Step 2 — Build the libraries and create the zip

docker exec ds_cuda bash /path/to/ds-rel-39/build_ds_vllm_libs.sh \
    /path/to/ds-rel-39/deepstream_decode_libs-9.0.0+cuda13.ubuntu2204-x86_64.zip

build_ds_vllm_libs.sh (included in this repo) builds all 15 required .so files from source inside the container and zips only those targets. The zip appears on the host at the same path (volume mount).

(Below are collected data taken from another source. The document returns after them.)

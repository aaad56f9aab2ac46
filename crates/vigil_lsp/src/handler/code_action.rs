//! Code action handler for quick fixes.

use std::collections::HashMap;

use tower_lsp::lsp_types::*;
use tracing::debug;

use crate::conversion::range_contains;
use crate::fix_registry::FixRegistry;
use crate::fixer::build_edits;
use crate::state::BackendState;

/// Handles the `textDocument/codeAction` request.
///
/// Returns one quick fix per registered fix whose violation range contains
/// the requested range. Fixes whose edits are all invalid still produce an
/// action, with no edits.
pub fn handle_code_action(
    state: &BackendState,
    fixes: &FixRegistry,
    params: &CodeActionParams,
) -> Option<CodeActionResponse> {
    debug!("Code action request: {}", params.text_document.uri);

    if let Some(only) = &params.context.only
        && !only.contains(&CodeActionKind::QUICKFIX)
    {
        return Some(Vec::new());
    }

    let uri = &params.text_document.uri;
    let text = state.text(uri)?;

    let related: Vec<Diagnostic> = params
        .context
        .diagnostics
        .iter()
        .filter(|d| range_contains(&d.range, &params.range))
        .cloned()
        .collect();

    let actions = fixes
        .fixes_for_range(uri, &params.range)
        .into_iter()
        .map(|fix| {
            let edits = build_edits(&fix, &text);
            CodeActionOrCommand::CodeAction(CodeAction {
                title: fix.description,
                kind: Some(CodeActionKind::QUICKFIX),
                diagnostics: (!related.is_empty()).then(|| related.clone()),
                edit: Some(WorkspaceEdit {
                    changes: Some(HashMap::from([(uri.clone(), edits)])),
                    ..Default::default()
                }),
                ..Default::default()
            })
        })
        .collect();

    Some(actions)
}
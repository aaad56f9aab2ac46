//! Rules fetched from the metadata service.

use serde::{Deserialize, Serialize};

use crate::Language;

/// How the engine evaluates a rule.
#[derive(Debug, Clone, Copy, PartialEq, Eq, Hash, Serialize, Deserialize)]
#[serde(rename_all = "lowercase")]
pub enum RuleType {
    /// The rule walks the syntax tree.
    Ast,
    /// The rule matches a textual pattern.
    Pattern,
}

impl RuleType {
    /// Parses a wire tag (case-insensitive).
    pub fn from_tag(tag: &str) -> Option<Self> {
        match tag.to_ascii_lowercase().as_str() {
            "ast" => Some(RuleType::Ast),
            "pattern" => Some(RuleType::Pattern),
            _ => None,
        }
    }
}

/// A compiled rule, immutable once fetched.
#[derive(Debug, Clone, PartialEq, Eq, Serialize, Deserialize)]
#[serde(rename_all = "camelCase")]
pub struct Rule {
    /// Name of the owning rule set.
    pub rule_set_name: String,
    /// Name of the rule within its rule set.
    pub rule_name: String,
    /// `"<rule set>/<rule>"`.
    pub id: String,
    /// Language the rule is written for.
    pub language: Language,
    /// Evaluation strategy.
    pub rule_type: RuleType,
    /// AST entity the rule inspects, for AST rules.
    #[serde(skip_serializing_if = "Option::is_none")]
    pub entity_checked: Option<String>,
    /// Base64-encoded rule source.
    pub content_base64: String,
    /// Pattern text, for pattern rules.
    #[serde(skip_serializing_if = "Option::is_none")]
    pub pattern: Option<String>,
}

impl Rule {
    /// Creates a rule, deriving its identifier.
    pub fn new(
        rule_set_name: impl Into<String>,
        rule_name: impl Into<String>,
        language: Language,
        rule_type: RuleType,
        content_base64: impl Into<String>,
    ) -> Self {
        let rule_set_name = rule_set_name.into();
        let rule_name = rule_name.into();
        Self {
            id: Self::make_id(&rule_set_name, &rule_name),
            rule_set_name,
            rule_name,
            language,
            rule_type,
            entity_checked: None,
            content_base64: content_base64.into(),
            pattern: None,
        }
    }

    /// Sets the checked entity.
    pub fn with_entity_checked(mut self, entity: impl Into<String>) -> Self {
        self.entity_checked = Some(entity.into());
        self
    }

    /// Sets the pattern.
    pub fn with_pattern(mut self, pattern: impl Into<String>) -> Self {
        self.pattern = Some(pattern.into());
        self
    }

    /// Builds a rule identifier.
    pub fn make_id(rule_set_name: &str, rule_name: &str) -> String {
        format!("{rule_set_name}/{rule_name}")
    }
}

#[cfg(test)]
mod tests {
    use super::*;

    #[test]
    fn new_derives_id() {
        let rule = Rule::new("python-security", "no-eval", Language::Python, RuleType::Ast, "Zm9v");

        assert_eq!(rule.id, "python-security/no-eval");
        assert!(rule.entity_checked.is_none());
        assert!(rule.pattern.is_none());
    }

    #[test]
    fn rule_type_from_tag() {
        assert_eq!(RuleType::from_tag("AST"), Some(RuleType::Ast));
        assert_eq!(RuleType::from_tag("pattern"), Some(RuleType::Pattern));
        assert_eq!(RuleType::from_tag("regex"), None);
    }
}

Step 3 — Upload zip to GitLab Package Registry

Upload once — re-upload only when DS libs change (bump the version to match):

export TOKEN=glpat-xxxxxxxxxxxxxxxxxxxx   # Personal Access Token (api scope)
export PROJECT_ID=364387
export ZIP=/path/to/ds-rel-39/deepstream_decode_libs-9.0.0+cuda13.ubuntu2204-x86_64.zip

curl -X PUT \
     --http1.1 \
     --header "PRIVATE-TOKEN: $TOKEN" \
     --header "Content-Type: application/octet-stream" \
     --data-binary @"$ZIP" \
     "https://gitlab-master.nvidia.com/api/v4/projects/$PROJECT_ID/packages/generic/deepstream_decode_libs/9.0.0/deepstream_decode_libs-9.0.0-cuda13-ubuntu2204-x86_64.zip"

Note: the registry filename uses hyphens (no +) to avoid URL encoding issues.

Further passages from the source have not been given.